Glen Snow – 8 March, 2022
A second look is compelled, not only by the devoted modelling of volume and light, but by the very objectness of the painting itself. It is like looking at a slab of sandstone. It is this physicality which seems to press home the very spareness of the figure paintings themselves. The women are stripped of the usual narratives of place or time that might help us locate this question of contemporaneity. Yet there is something about the women that seems more naked-and-now than nude-of-times-past.
3 March—24 March 2022
Jennifer Mason‘s Triple Figure is on view at Window this month, centred behind its huge glass panels where the work seems to float like a neo-classical study for Oreads in a William-Adolphe Bouguereau painting. There are some problems with this image I’ve just evoked, but the interest in measure and balance clearly reinstates the symmetries and structure of antiquity under review. Is this contemporary?
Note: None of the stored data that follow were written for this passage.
use pickle_cup::matches::MatchId;
use pickle_cup::player::PlayerId;
use pickle_cup::team::TeamId;
use pickle_cup::tournament::TournamentId;
use std::fmt;
use uuid::Uuid;

/// Commands understood by the interactive prompt.
#[derive(Debug, Clone, PartialEq, Eq)]
pub enum Command {
    Search(String),
    Player(PlayerId),
    Stats(PlayerId),
    Teams,
    CreateTeam { partner: String, name: String },
    Preview(Vec<TeamId>),
    Tournaments,
    Bracket(TournamentId),
    CreateTournament { name: String, team_ids: Vec<TeamId> },
    Seed {
        tournament_id: TournamentId,
        team_ids: Vec<TeamId>,
    },
    Matches,
    Result { match_id: MatchId, winner: TeamId },
    WhoAmI,
    SignOut,
    Help,
    Quit,
}

/// Errors that can occur during command parsing.
#[derive(Debug, Clone, PartialEq, Eq)]
pub enum ParseError {
    /// A required argument was not given.
    MissingArgument {
        command: &'static str,
        usage: &'static str,
    },
    /// An argument that should be an ID is not a valid UUID.
    InvalidId(String),
    /// Unrecognized command.
    UnrecognizedCommand(String),
}

impl fmt::Display for ParseError {
    fn fmt(&self, f: &mut fmt::Formatter<'_>) -> fmt::Result {
        match self {
            Self::MissingArgument { command, usage } => {
                write!(f, "'{}' needs more arguments (usage: {})", command, usage)
            }
            Self::InvalidId(value) => write!(f, "'{}' is not a valid ID", value),
            Self::UnrecognizedCommand(cmd) => write!(
                f,
                "Unrecognized command '{}'. Type 'help' to see available commands",
                cmd
            ),
        }
    }
}

impl std::error::Error for ParseError {}

pub const HELP_TEXT: &str = "\
Commands:
  search QUERY                    Find players by name
  player PLAYER_ID                Show a player profile
  stats PLAYER_ID                 Show a player's record
  teams                           List your teams
  team PARTNER_USERNAME NAME      Create a team with a partner
  preview TEAM_ID...              Preview round 1 for teams in order
  tournaments                     List tournaments
  bracket TOURNAMENT_ID           Show a tournament's bracket
  create NAME [TEAM_ID...]        Create a tournament, optionally seeding round 1
  seed TOURNAMENT_ID TEAM_ID...   Seed round 1 of your tournament
  matches                         List recent matches
  result MATCH_ID WINNER_TEAM_ID  Record a match winner
  whoami                          Show who is signed in
  signout                         Sign out
  help                            Show this help
  quit                            Exit";

/// Parse one line of prompt input.
///
/// # Examples
///
/// ```
/// use pc_client::commands::{Command, parse_command};
///
/// assert_eq!(parse_command("teams"), Ok(Command::Teams));
/// assert_eq!(
///     parse_command("search  ada love "),
///     Ok(Command::Search("ada love".to_string()))
/// );
/// ```
pub fn parse_command(input: &str) -> Result<Command, ParseError> {
    let trimmed = input.trim();

    match trimmed {
        "teams" => return Ok(Command::Teams),
        "tournaments" => return Ok(Command::Tournaments),
        "matches" => return Ok(Command::Matches),
        "whoami" => return Ok(Command::WhoAmI),
        "signout" => return Ok(Command::SignOut),
        "help" | "?" => return Ok(Command::Help),
        "quit" | "exit" => return Ok(Command::Quit),
        _ => {}
    }

    let parts: Vec<&str> = trimmed.split_ascii_whitespace().collect();
    let Some((&name, args)) = parts.split_first() else {
        return Err(ParseError::UnrecognizedCommand(String::new()));
    };

    match name {
        "search" => {
            require(args, 1, "search", "search QUERY")?;
            Ok(Command::Search(args.join(" ")))
        }
        "player" => {
            require(args, 1, "player", "player PLAYER_ID")?;
            Ok(Command::Player(parse_id(args[0])?))
        }
        "stats" => {
            require(args, 1, "stats", "stats PLAYER_ID")?;
            Ok(Command::Stats(parse_id(args[0])?))
        }
        "team" => {
            require(args, 2, "team", "team PARTNER_USERNAME NAME")?;
            Ok(Command::CreateTeam {
                partner: args[0].to_string(),
                name: args[1..].join(" "),
            })
        }
        "preview" => Ok(Command::Preview(parse_ids(args)?)),
        "bracket" => {
            require(args, 1, "bracket", "bracket TOURNAMENT_ID")?;
            Ok(Command::Bracket(parse_id(args[0])?))
        }
        "create" => parse_create_command(args),
        "seed" => {
            require(args, 1, "seed", "seed TOURNAMENT_ID TEAM_ID...")?;
            Ok(Command::Seed {
                tournament_id: parse_id(args[0])?,
                team_ids: parse_ids(&args[1..])?,
            })
        }
        "result" => {
            require(args, 2, "result", "result MATCH_ID WINNER_TEAM_ID")?;
            Ok(Command::Result {
                match_id: parse_id(args[0])?,
                winner: parse_id(args[1])?,
            })
        }
        _ => Err(ParseError::UnrecognizedCommand(trimmed.to_string())),
    }
}

/// "create NAME [TEAM_ID...]": trailing IDs are the selection, the rest is the name
fn parse_create_command(args: &[&str]) -> Result<Command, ParseError> {
    let split = args
        .iter()
        .rposition(|arg| Uuid::parse_str(arg).is_err())
        .map_or(0, |last_word| last_word + 1);
    let (name, ids) = args.split_at(split);

    if name.is_empty() {
        return Err(ParseError::MissingArgument {
            command: "create",
            usage: "create NAME [TEAM_ID...]",
        });
    }

    Ok(Command::CreateTournament {
        name: name.join(" "),
        team_ids: parse_ids(ids)?,
    })
}

fn require(
    args: &[&str],
    count: usize,
    command: &'static str,
    usage: &'static str,
) -> Result<(), ParseError> {
    if args.len() < count {
        return Err(ParseError::MissingArgument { command, usage });
    }
    Ok(())
}

fn parse_id(value: &str) -> Result<Uuid, ParseError> {
    Uuid::parse_str(value).map_err(|_| ParseError::InvalidId(value.to_string()))
}

fn parse_ids(values: &[&str]) -> Result<Vec<Uuid>, ParseError> {
    values.iter().map(|value| parse_id(value)).collect()
}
This question first confronted me last year. I had stepped into Jennifer Mason‘s studio, a spacious sky-lit room somewhere in the Corban’s Estate. Standing before her new oils, the unclothed and pastel-hued bodies of Pākehā women lolled into view. They were all similar but different: tripled, doubled and single figures—all exercises in beige.
They are simply nudes, in one dismissive sense: lovingly bound to their old world conventions. Yet a second look is compelled, not only by the devoted modelling of volume and light, but by the very objectness of the painting itself. It is like looking at a slab of sandstone. It is this physicality which seems to press home the very spareness of the figure paintings themselves. The women are stripped of the usual narratives of place or time that might help us locate this question of contemporaneity. Yet there is something about the women that seems more naked-and-now than nude-of-times-past.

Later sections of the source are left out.